Directed acyclic graphs encode causal relationships through nodes representing variables in a data-generating process and directed arrows denoting direct causal effects from cause to effect, while the absence of an arrow encodes the assumption of no direct causal link. Acyclicity enforces a strict causal order in which earlier causes point forward to later effects with no possibility of a variable causing itself through any chain, thereby excluding direct representation of feedback loops. These structures capture researchers' qualitative causal assumptions a priori rather than emerging from observed data, and they map directly onto observable associations by distinguishing open paths that transmit statistical dependence from closed paths that induce independence via d-separation. Causal paths follow the arrow directions, whereas non-causal paths can produce spurious associations unless blocked by appropriate conditioning. Graphical criteria such as the back-door criterion then identify which observed associations reflect genuine causal influence versus confounding, allowing all marginal and conditional dependences and independences implied by the graph to be read off once the qualitative assumptions are specified.
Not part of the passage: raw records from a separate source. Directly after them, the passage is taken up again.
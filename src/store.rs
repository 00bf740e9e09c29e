//! Item Store
//!
//! Single source of truth for the item set, held in a reactive store.
//! All mutations go through the functions here so the invariants
//! (progress↔completion, timer↔completion) are enforced in one place;
//! every mutation persists the full snapshot and yields the toast to show.

use leptos::prelude::*;
use reactive_stores::Store;
use uuid::Uuid;

use crate::models::{Category, Item, ItemDraft, Toast, ToastKind};
use crate::storage;

/// Global application state.
#[derive(Clone, Debug, Default, Store)]
pub struct AppState {
    /// All items, in insertion order.
    pub items: Vec<Item>,
}

/// Type alias for the store.
pub type AppStore = Store<AppState>;

/// Get the app store from context.
pub fn use_app_store() -> AppStore {
    expect_context::<AppStore>()
}

// ========================
// Store Helper Functions
// ========================
//
// Thin reactive wrappers: apply the pure mutation, write the snapshot,
// hand back the toast for the caller to dispatch.

pub fn store_create_item(store: &AppStore, draft: ItemDraft) -> Option<Toast> {
    let items_field = store.items();
    let mut items = items_field.write();
    let toast = create_item(&mut items, draft);
    storage::save_items(&items);
    toast
}

pub fn store_save_edit(store: &AppStore, id: Uuid, draft: ItemDraft) -> Option<Toast> {
    let items_field = store.items();
    let mut items = items_field.write();
    let toast = save_edit(&mut items, id, draft);
    storage::save_items(&items);
    toast
}

pub fn store_toggle_item(store: &AppStore, id: Uuid) -> Option<Toast> {
    let items_field = store.items();
    let mut items = items_field.write();
    let toast = toggle_complete(&mut items, id);
    storage::save_items(&items);
    toast
}

pub fn store_set_progress(store: &AppStore, id: Uuid, value: u8) -> Option<Toast> {
    let items_field = store.items();
    let mut items = items_field.write();
    let toast = set_progress(&mut items, id, value);
    storage::save_items(&items);
    toast
}

pub fn store_set_category(store: &AppStore, id: Uuid, category: Category) -> Option<Toast> {
    let items_field = store.items();
    let mut items = items_field.write();
    let toast = set_category(&mut items, id, category);
    storage::save_items(&items);
    toast
}

pub fn store_toggle_timer(store: &AppStore, id: Uuid) -> Option<Toast> {
    let now_ms = js_sys::Date::now() as i64;
    let items_field = store.items();
    let mut items = items_field.write();
    let toast = toggle_timer(&mut items, id, now_ms);
    storage::save_items(&items);
    toast
}

/// Remove an item. Caller has already confirmed the intent.
pub fn store_remove_item(store: &AppStore, id: Uuid) -> Option<Toast> {
    let items_field = store.items();
    let mut items = items_field.write();
    let toast = delete_item(&mut items, id);
    storage::save_items(&items);
    toast
}

// ========================
// Pure Mutations
// ========================

/// Create an item from the edit form. A blank title is rejected upstream
/// by the form contract; a stray empty draft is a no-op here.
pub fn create_item(items: &mut Vec<Item>, draft: ItemDraft) -> Option<Toast> {
    if draft.title.trim().is_empty() {
        return None;
    }
    items.push(Item {
        id: Uuid::new_v4(),
        title: draft.title,
        description: draft.description,
        category: draft.category,
        date: draft.date,
        time: draft.time,
        is_completed: false,
        progress: Some(0),
        location: draft.location,
        suggested_duration: draft.suggested_duration,
        timer_started_at: None,
    });
    Some(Toast::new("新行程已新增", ToastKind::Success))
}

/// Merge edited fields into an existing item. Unknown id is a no-op.
pub fn save_edit(items: &mut [Item], id: Uuid, draft: ItemDraft) -> Option<Toast> {
    let item = items.iter_mut().find(|i| i.id == id)?;
    if !draft.title.trim().is_empty() {
        item.title = draft.title;
    }
    item.description = draft.description;
    item.category = draft.category;
    item.date = draft.date;
    item.time = draft.time;
    item.location = draft.location;
    item.suggested_duration = draft.suggested_duration;
    Some(Toast::new("變更已儲存", ToastKind::Success))
}

/// Flip completion. Completing clears a running timer; un-completing is
/// silent.
pub fn toggle_complete(items: &mut [Item], id: Uuid) -> Option<Toast> {
    let item = items.iter_mut().find(|i| i.id == id)?;
    item.is_completed = !item.is_completed;
    if item.is_completed {
        item.timer_started_at = None;
        Some(Toast::new("行程完成！", ToastKind::Success))
    } else {
        None
    }
}

/// Set costume progress. 100% implies completed, which also releases the
/// timer; anything below re-opens the item.
pub fn set_progress(items: &mut [Item], id: Uuid, value: u8) -> Option<Toast> {
    let item = items.iter_mut().find(|i| i.id == id)?;
    item.progress = Some(value);
    item.is_completed = value == 100;
    if item.is_completed {
        item.timer_started_at = None;
        Some(Toast::new("進度 100% 達成！", ToastKind::Success))
    } else {
        None
    }
}

pub fn set_category(items: &mut [Item], id: Uuid, category: Category) -> Option<Toast> {
    let item = items.iter_mut().find(|i| i.id == id)?;
    item.category = category;
    Some(Toast::new(
        format!("分類已變更為 {}", category.short_label()),
        ToastKind::Info,
    ))
}

/// Start or stop the item's timer. Starting a timer on a completed item is
/// a no-op.
pub fn toggle_timer(items: &mut [Item], id: Uuid, now_ms: i64) -> Option<Toast> {
    let item = items.iter_mut().find(|i| i.id == id)?;
    if item.timer_started_at.is_some() {
        item.timer_started_at = None;
        Some(Toast::new("計時停止", ToastKind::Info))
    } else if item.is_completed {
        None
    } else {
        item.timer_started_at = Some(now_ms);
        Some(Toast::new("計時開始 ⏳", ToastKind::Info))
    }
}

pub fn delete_item(items: &mut Vec<Item>, id: Uuid) -> Option<Toast> {
    let before = items.len();
    items.retain(|i| i.id != id);
    (items.len() != before).then(|| Toast::new("項目已刪除", ToastKind::Error))
}

/// Outcome of the startup rollover check.
#[derive(Debug, PartialEq)]
pub struct DailyReset {
    /// The marker date differed; items were reset and the marker must be
    /// updated to `today`.
    pub ran: bool,
    /// A previous marker existed, so the reset is worth announcing.
    pub toast: Option<Toast>,
}

/// Once-per-calendar-day rollover: un-complete every Daily item when the
/// stored marker is not today's date.
pub fn daily_reset(items: &mut [Item], last_marker: Option<&str>, today: &str) -> DailyReset {
    if last_marker == Some(today) {
        return DailyReset { ran: false, toast: None };
    }
    for item in items.iter_mut() {
        if item.category == Category::Daily {
            item.is_completed = false;
        }
    }
    DailyReset {
        ran: true,
        toast: last_marker.map(|_| Toast::new("每日行程已重置", ToastKind::Info)),
    }
}

#[cfg(test)]
mod tests {
    use super::*;
    use crate::models::ToastKind;

    fn make_item(title: &str, category: Category) -> Item {
        Item {
            id: Uuid::new_v4(),
            title: title.to_string(),
            description: None,
            category,
            date: None,
            time: None,
            is_completed: false,
            progress: Some(0),
            location: None,
            suggested_duration: None,
            timer_started_at: None,
        }
    }

    #[test]
    fn test_create_applies_defaults() {
        let mut items = Vec::new();
        let toast = create_item(
            &mut items,
            ItemDraft {
                title: "買雨傘".to_string(),
                ..Default::default()
            },
        );
        assert_eq!(toast.unwrap().kind, ToastKind::Success);
        assert_eq!(items.len(), 1);
        assert!(!items[0].is_completed);
        assert_eq!(items[0].category, Category::D);
        assert_eq!(items[0].progress, Some(0));
    }

    #[test]
    fn test_create_rejects_blank_title() {
        let mut items = Vec::new();
        let toast = create_item(
            &mut items,
            ItemDraft {
                title: "   ".to_string(),
                ..Default::default()
            },
        );
        assert!(toast.is_none());
        assert!(items.is_empty());
    }

    #[test]
    fn test_toggle_complete_clears_timer() {
        let mut items = vec![make_item("計時中", Category::B)];
        items[0].timer_started_at = Some(1_000);
        let id = items[0].id;

        let toast = toggle_complete(&mut items, id).unwrap();
        assert_eq!(toast.kind, ToastKind::Success);
        assert!(items[0].is_completed);
        assert_eq!(items[0].timer_started_at, None);

        // Un-completing is silent.
        assert!(toggle_complete(&mut items, id).is_none());
        assert!(!items[0].is_completed);
    }

    #[test]
    fn test_timer_on_completed_item_is_noop() {
        let mut items = vec![make_item("做完了", Category::C)];
        items[0].is_completed = true;
        let id = items[0].id;

        assert!(toggle_timer(&mut items, id, 5_000).is_none());
        assert_eq!(items[0].timer_started_at, None);
    }

    #[test]
    fn test_timer_toggles_start_and_stop() {
        let mut items = vec![make_item("計時", Category::B)];
        let id = items[0].id;

        let start = toggle_timer(&mut items, id, 42_000).unwrap();
        assert_eq!(start.kind, ToastKind::Info);
        assert_eq!(items[0].timer_started_at, Some(42_000));

        let stop = toggle_timer(&mut items, id, 50_000).unwrap();
        assert_eq!(stop.kind, ToastKind::Info);
        assert_eq!(items[0].timer_started_at, None);
    }

    #[test]
    fn test_full_progress_implies_completed() {
        let mut items = vec![make_item("綠色帽外套", Category::Costume)];
        items[0].timer_started_at = Some(7);
        let id = items[0].id;

        let toast = set_progress(&mut items, id, 100).unwrap();
        assert_eq!(toast.kind, ToastKind::Success);
        assert!(items[0].is_completed);
        assert_eq!(items[0].timer_started_at, None);

        // Stepping back re-opens the item.
        assert!(set_progress(&mut items, id, 75).is_none());
        assert!(!items[0].is_completed);
        assert_eq!(items[0].progress, Some(75));
    }

    #[test]
    fn test_unknown_id_is_noop() {
        let mut items = vec![make_item("唯一", Category::A)];
        let ghost = Uuid::new_v4();
        assert!(toggle_complete(&mut items, ghost).is_none());
        assert!(set_progress(&mut items, ghost, 50).is_none());
        assert!(set_category(&mut items, ghost, Category::Food).is_none());
        assert!(toggle_timer(&mut items, ghost, 0).is_none());
        assert!(delete_item(&mut items, ghost).is_none());
        assert_eq!(items.len(), 1);
    }

    #[test]
    fn test_delete_reports_error_toast() {
        let mut items = vec![make_item("丟掉", Category::D)];
        let id = items[0].id;
        let toast = delete_item(&mut items, id).unwrap();
        assert_eq!(toast.kind, ToastKind::Error);
        assert!(items.is_empty());
    }

    #[test]
    fn test_save_edit_merges_fields() {
        let mut items = vec![make_item("舊名", Category::D)];
        let id = items[0].id;
        let toast = save_edit(
            &mut items,
            id,
            ItemDraft {
                title: "新名".to_string(),
                category: Category::Food,
                location: Some("台北".to_string()),
                suggested_duration: Some(60),
                ..Default::default()
            },
        );
        assert_eq!(toast.unwrap().kind, ToastKind::Success);
        assert_eq!(items[0].title, "新名");
        assert_eq!(items[0].category, Category::Food);
        assert_eq!(items[0].location.as_deref(), Some("台北"));
        // Cleared inputs land as absent, not empty strings.
        assert_eq!(items[0].date, None);
        assert_eq!(items[0].time, None);
    }

    #[test]
    fn test_daily_reset_touches_only_daily_items() {
        let mut items = vec![
            make_item("打音遊", Category::Daily),
            make_item("CCF", Category::Critical),
        ];
        items[0].is_completed = true;
        items[1].is_completed = true;

        let outcome = daily_reset(&mut items, Some("2026-04-04"), "2026-04-05");
        assert!(outcome.ran);
        assert_eq!(outcome.toast.unwrap().kind, ToastKind::Info);
        assert!(!items[0].is_completed);
        assert!(items[1].is_completed);
    }

    #[test]
    fn test_daily_reset_first_run_is_silent() {
        let mut items = vec![make_item("打音遊", Category::Daily)];
        items[0].is_completed = true;

        let outcome = daily_reset(&mut items, None, "2026-04-05");
        assert!(outcome.ran);
        assert!(outcome.toast.is_none());
        assert!(!items[0].is_completed);
    }

    #[test]
    fn test_daily_reset_same_day_is_noop() {
        let mut items = vec![make_item("打音遊", Category::Daily)];
        items[0].is_completed = true;

        let outcome = daily_reset(&mut items, Some("2026-04-05"), "2026-04-05");
        assert!(!outcome.ran);
        assert!(items[0].is_completed);
    }
}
Counterfactual Reasoning and the Do-Calculus

Pearl's framework defines structural causal models through endogenous variables, exogenous variables drawn from a joint distribution, and structural equations of the form X = f_X(Pa_X, U_X). An intervention do(X=x) replaces the equation for X with the constant X := x, which graphically removes all incoming arrows to X and produces the interventional distribution P(Y=y | do(X=x)). The do-calculus supplies three graphical rules, each justified by d-separation statements in suitably mutilated versions of the original DAG, that transform expressions containing the do operator into equivalent expressions using only observational probabilities whenever identification succeeds. The rules respectively authorize insertion or deletion of observations, exchange of an action for an observation, and insertion or deletion of an action. Counterfactual queries are evaluated by first using observed data to fix the exogenous variables and then simulating the same structural equations under the hypothetical intervention, thereby comparing the factual and counterfactual worlds within a single model. These formal elements underpin recent applications that generate stable local and regional counterfactual rules from random forests, produce minimal policy adjustments in reinforcement learning that reach target returns, adapt latent-shift generation to three-dimensional CT classifiers, and employ contextual counterfactuals to calibrate belief strengths across subjective and epistemic uncertainty.